FULLY PAID AND NON-ASSESSABLE CLASS A COMMON SHARES, $0.01 PAR VALUE PER SHARE, OF

AMERICAN HOMES 4 RENT

(the “Trust”), transferable on the books of the Trust by the holder hereof in person or by duly authorized attorney upon surrender of this certificate properly endorsed. This certificate and the shares represented hereby are issued and shall be subject to all of the provisions of the Charter and the Bylaws of the Trust and any amendments or supplements thereto. This certificate is not valid until countersigned by the Transfer Agent and registered by the Registrar.

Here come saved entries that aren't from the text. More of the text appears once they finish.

use std::{
    env,
    path::{Path, PathBuf},
};

/// Where the store keeps its data.
#[derive(Debug, Clone, PartialEq, Eq)]
pub enum Location {
    /// Persisted as `<dir>/<model>.db`.
    Directory(PathBuf),
    /// Private in memory database, lost with the storage.
    Memory,
}

/// What to do when an existing store cannot be opened or migrated.
#[derive(Default, Debug, Clone, Copy, PartialEq, Eq)]
pub enum Recovery {
    /// Report the error.
    #[default]
    Fail,
    /// Delete the store and start from empty, losing every row.
    Recreate,
}

/// Storage configuration.
#[derive(Debug, Clone, PartialEq, Eq)]
pub struct Config {
    /// Model name, also the database file stem.
    pub model: String,
    /// Directory of `<model>.json`.
    pub model_dir: PathBuf,
    pub location: Location,
    pub recovery: Recovery,
}

impl Config {
    pub fn new(model: impl Into<String>) -> Self {
        Self {
            model: model.into(),
            model_dir: PathBuf::from("."),
            location: Location::Directory(env::temp_dir()),
            recovery: Recovery::Fail,
        }
    }

    /// Like `new`, honouring `TROVE_MODEL_DIR` and `TROVE_DATABASE_DIR`.
    pub fn from_env(model: impl Into<String>) -> Self {
        let mut config = Self::new(model);
        if let Some(dir) = env::var_os("TROVE_MODEL_DIR") {
            config.model_dir = dir.into();
        }
        if let Some(dir) = env::var_os("TROVE_DATABASE_DIR") {
            config.location = Location::Directory(dir.into());
        }
        config
    }

    pub fn with_model_dir(mut self, dir: impl AsRef<Path>) -> Self {
        self.model_dir = dir.as_ref().into();
        self
    }

    pub fn with_directory(mut self, dir: impl AsRef<Path>) -> Self {
        self.location = Location::Directory(dir.as_ref().into());
        self
    }

    pub fn in_memory(mut self) -> Self {
        self.location = Location::Memory;
        self
    }

    pub fn with_recovery(mut self, recovery: Recovery) -> Self {
        self.recovery = recovery;
        self
    }

    /// Database file, `None` when in memory.
    pub fn database_path(&self) -> Option<PathBuf> {
        match &self.location {
            Location::Directory(dir) => Some(dir.join(format!("{}.db", self.model))),
            Location::Memory => None,
        }
    }

    pub fn thread_name(&self) -> String {
        format!("trove-{}", self.model)
    }
}
#[cfg(test)]
mod tests {
    use std::{path::Path, sync::Mutex};
    use tokio::fs;
    use trove_core::{Config, Storage};
    use trove_sqlite::SqliteStore;
    use trove_tests::{MODEL, execute_tests, init_logs, model};

    static MUTEX: Mutex<()> = Mutex::new(());

    #[tokio::test]
    async fn sqlite() {
        init_logs();
        const DB_DIR: &'static str = "../target/debug";
        let db_path = Path::new(DB_DIR).join(format!("{}.db", MODEL));
        let _guard = MUTEX.lock().unwrap();
        if db_path.exists() {
            fs::remove_file(&db_path).await.expect(
                format!("Failed to remove existing test database file {}", db_path.display())
                    .as_str(),
            );
        }
        assert!(!db_path.exists(), "Database file should not exist before test");
        let storage = Storage::<SqliteStore>::open_with(Config::new(MODEL).with_directory(DB_DIR), model())
            .await
            .expect("Could not open the storage");
        assert!(
            db_path.exists(),
            "Database file should be created after opening"
        );
        execute_tests(storage).await;
    }

    #[tokio::test(flavor = "multi_thread", worker_threads = 4)]
    async fn sqlite_memory() {
        init_logs();
        let storage = Storage::<SqliteStore>::open_with(Config::new(MODEL).in_memory(), model())
            .await
            .expect("Could not open the in memory storage");
        execute_tests(storage).await;
    }
}
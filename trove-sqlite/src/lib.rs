mod cbox;
mod connection;
mod extract;
mod migration;
mod prepared;
mod sql_writer;
mod store;

use std::{
    ffi::{CStr, c_char},
    ptr,
};

pub(crate) use cbox::*;
pub use connection::*;
pub use prepared::*;
pub use sql_writer::*;
pub use store::*;

pub(crate) fn error_message_from_ptr(ptr: &'_ *const c_char) -> &'_ str {
    unsafe {
        if *ptr != ptr::null() {
            CStr::from_ptr(*ptr)
                .to_str()
                .unwrap_or("Unknown error (the error message was not a valid C string)")
        } else {
            "Unknown error (could not extract the error message)"
        }
    }
}
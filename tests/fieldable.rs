#[cfg(test)]
mod tests {
    use rust_decimal::Decimal;
    use serde::{Deserialize, Serialize};
    use std::{
        collections::{BTreeMap, HashMap},
        str::FromStr,
    };
    use time::macros::datetime;
    use trove::{Fieldable, Json, Value, impl_fieldable_raw};
    use uuid::Uuid;

    #[test]
    fn integers() {
        assert_eq!(42_u8.encode().unwrap(), Value::Int64(42));
        assert_eq!(i16::decode(Value::Int64(-7)).unwrap(), -7);
        assert_eq!(u64::decode(Value::Boolean(true)).unwrap(), 1);
        assert_eq!(i32::decode(Value::Float64(12.0)).unwrap(), 12);
        assert_eq!(i64::decode(Value::Varchar(" 99 ".into())).unwrap(), 99);
        assert!(i32::decode(Value::Float64(12.5)).is_err());
        assert!(u8::decode(Value::Int64(256)).is_err());
        assert!(u32::decode(Value::Int64(-1)).is_err());
        assert!(i64::decode(Value::Varchar("ninety".into())).is_err());
        assert!(i64::decode(Value::Null).is_err());
        assert!(u64::MAX.encode().is_err());
        assert_eq!(10_usize.encode().unwrap(), Value::Int64(10));
    }

    #[test]
    fn scalars() {
        assert_eq!(bool::decode(Value::Int64(0)).unwrap(), false);
        assert_eq!(bool::decode(Value::Varchar("true".into())).unwrap(), true);
        assert!(bool::decode(Value::Varchar("yes".into())).is_err());
        assert_eq!(f64::decode(Value::Int64(3)).unwrap(), 3.0);
        assert_eq!(f32::decode(Value::Float64(0.25)).unwrap(), 0.25);
        assert_eq!(String::decode(Value::Int64(5)).unwrap(), "5");
        assert_eq!(
            String::decode(Value::Blob(b"bytes".to_vec().into())).unwrap(),
            "bytes"
        );
        assert!(String::decode(Value::Blob([0xff, 0xfe].into())).is_err());
        let blob: Box<[u8]> = [1, 2, 3].into();
        assert_eq!(blob.encode().unwrap(), Value::Blob([1, 2, 3].into()));
    }

    #[test]
    fn identities_and_numbers() {
        let uuid = Uuid::parse_str("a1a1a1a1-a1a1-a1a1-a1a1-a1a1a1a1a1a1").unwrap();
        assert_eq!(Uuid::decode(uuid.encode().unwrap()).unwrap(), uuid);
        assert_eq!(
            Uuid::decode(Value::Blob(uuid.as_bytes().to_vec().into())).unwrap(),
            uuid
        );
        assert!(Uuid::decode(Value::Varchar("not-a-uuid".into())).is_err());

        let decimal = Decimal::from_str("12345.678").unwrap();
        assert_eq!(decimal.encode().unwrap(), Value::Varchar("12345.678".into()));
        assert_eq!(Decimal::decode(Value::Varchar("12345.678".into())).unwrap(), decimal);
        assert_eq!(Decimal::decode(Value::Int64(-4)).unwrap(), Decimal::from(-4));

        let instant = datetime!(2024-02-29 12:30:15.5 UTC);
        assert_eq!(instant.encode().unwrap(), Value::Float64(1709209815.5));
        assert_eq!(
            time::OffsetDateTime::decode(Value::Float64(1709209815.5)).unwrap(),
            instant
        );
        assert_eq!(
            time::OffsetDateTime::decode(Value::Int64(0)).unwrap(),
            datetime!(1970-01-01 0:00 UTC)
        );
    }

    #[test]
    fn optionals() {
        assert_eq!(None::<String>.encode().unwrap(), Value::Null);
        assert_eq!(Some(3_i32).encode().unwrap(), Value::Int64(3));
        assert_eq!(Option::<i32>::decode(Value::Null).unwrap(), None);
        assert_eq!(Option::<i32>::decode(Value::Int64(8)).unwrap(), Some(8));
        assert!(Option::<i32>::decode(Value::Varchar("x".into())).is_err());
    }

    #[derive(Debug, Clone, PartialEq, Serialize, Deserialize)]
    struct Address {
        street: String,
        number: u16,
    }

    #[test]
    fn json_blobs() {
        let tags = vec!["a".to_string(), "b".to_string()];
        let encoded = tags.encode().unwrap();
        assert_eq!(encoded, Value::Blob(br#"["a","b"]"#.to_vec().into()));
        assert_eq!(Vec::<String>::decode(encoded).unwrap(), tags);
        assert_eq!(
            Vec::<i32>::decode(Value::Varchar("[1, 2, 3]".into())).unwrap(),
            [1, 2, 3]
        );
        assert_eq!(
            Vec::<i32>::decode(Value::List(vec![Value::Int64(4)])).unwrap(),
            [4]
        );
        assert!(Vec::<i32>::decode(Value::Int64(4)).is_err());
        assert!(Vec::<i32>::decode(Value::Varchar("[1,".into())).is_err());

        let scores = BTreeMap::from([("math".to_string(), 9), ("art".to_string(), 7)]);
        assert_eq!(
            scores.encode().unwrap(),
            Value::Blob(br#"{"art":7,"math":9}"#.to_vec().into())
        );
        let lookup = HashMap::from([(1_u32, true)]);
        assert_eq!(
            HashMap::<u32, bool>::decode(lookup.encode().unwrap()).unwrap(),
            lookup
        );

        let address = Json(Address {
            street: "Baker Street".into(),
            number: 221,
        });
        assert_eq!(address.number, 221);
        assert_eq!(
            address.encode().unwrap(),
            Value::Blob(br#"{"street":"Baker Street","number":221}"#.to_vec().into())
        );
        assert_eq!(
            Json::<Address>::decode(address.encode().unwrap()).unwrap(),
            address
        );
    }

    #[derive(Debug, Clone, Copy, PartialEq)]
    enum Level {
        Low,
        High,
    }
    impl From<Level> for String {
        fn from(value: Level) -> Self {
            match value {
                Level::Low => "low".into(),
                Level::High => "high".into(),
            }
        }
    }
    impl TryFrom<String> for Level {
        type Error = ();
        fn try_from(value: String) -> Result<Self, Self::Error> {
            match value.as_str() {
                "low" => Ok(Level::Low),
                "high" => Ok(Level::High),
                _ => Err(()),
            }
        }
    }
    impl_fieldable_raw!(Level => String);

    #[test]
    fn raw_enums() {
        assert_eq!(Level::High.encode().unwrap(), Value::Varchar("high".into()));
        assert_eq!(Level::decode(Value::Varchar("low".into())).unwrap(), Level::Low);
        assert!(Level::decode(Value::Varchar("medium".into())).is_err());
        assert!(Level::decode(Value::Null).is_err());
    }
}
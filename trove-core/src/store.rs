use crate::{Config, EntityModel, Model, Orderby, Pager, Record, Result, Row, RowId, Value, Where};

/// Row fetched from the store, with its physical identity.
#[derive(Debug, Clone, PartialEq)]
pub struct StoredRow {
    pub row_id: RowId,
    pub row: Row,
}

/// Transactional row store the storage engine runs on.
///
/// Every call happens on the storage worker thread, one at a time. Mutations
/// are only issued between `begin` and `commit` or `rollback`.
pub trait Store: Send + Sized + 'static {
    /// Opens (creating or migrating when needed) the store of `model`.
    fn open(config: &Config, model: Model) -> Result<Self>;

    fn model(&self) -> &Model;

    /// Schema of an entity, fails with `EntityNotFound`.
    fn describe(&self, entity: &str) -> Result<&EntityModel> {
        self.model().entity(entity)
    }

    fn fetch(
        &mut self,
        entity: &str,
        filter: Option<&Where>,
        orderby: Option<&Orderby>,
        pager: Option<&Pager>,
    ) -> Result<Vec<StoredRow>>;

    /// At most one row whose `key` column equals `id`.
    fn fetch_id(&mut self, entity: &str, key: &str, id: &str) -> Result<Option<StoredRow>>;

    fn fetch_row(&mut self, entity: &str, row_id: RowId) -> Result<Option<StoredRow>>;

    fn count(&mut self, entity: &str, filter: Option<&Where>) -> Result<u64>;

    fn insert(&mut self, entity: &str, values: &[(&str, Value)]) -> Result<RowId>;

    fn delete(&mut self, entity: &str, row_id: RowId) -> Result<u64>;

    fn insert_batch(&mut self, entity: &str, records: &[Record]) -> Result<Vec<RowId>>;

    /// Sets the columns of every matching row without fetching them, returns
    /// the number of rows affected.
    fn update_where(&mut self, entity: &str, set: &Record, filter: Option<&Where>)
    -> Result<u64>;

    /// Deletes every matching row, returning their identities.
    fn delete_where(&mut self, entity: &str, filter: Option<&Where>) -> Result<Vec<RowId>>;

    fn begin(&mut self) -> Result<()>;
    fn commit(&mut self) -> Result<()>;
    fn rollback(&mut self) -> Result<()>;
}
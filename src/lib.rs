//! Typed entities over an embedded transactional row store.
//!
//! Entities are plain structs holding `Field` slots that load lazily from
//! their attached row and track which values changed. Every store access goes
//! through a `Storage`, which runs the operations one at a time on a dedicated
//! worker thread and commits each one atomically.
//!
//! Store implementations live in their own crates (for instance `trove-sqlite`).

pub use trove_core::*;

WITNESS, the facsimile signatures of the Trust’s duly authorized officers.

Dated:

 

SECRETARY - CHIEF LEGAL OFFICER

 

  

CHIEF EXECUTIVE OFFICER

 

 

IMPORTANT NOTICE

The Trust will furnish to any stockholder, on request and without charge, a full statement of the designations and any preferences, conversion and other rights, voting powers, restrictions, limitations as to dividends or distributions, qualifications, and terms and conditions of redemption of the shares of each class which the Trust is authorized to issue, of the differences in the relative rights and preferences between the shares of each series of a preferred or special class which the Trust is authorized to issue, of the differences in the relative rights and preferences between the shares of each series of a preferred or special class which the Trust is authorized to issue in series, to the extent they have been set, and of the authority of the Board of Trustees to set the relative rights and preferences of subsequent series of a preferred or special class of shares. Such request may be made to the Secretary of the Trust or its Transfer Agent.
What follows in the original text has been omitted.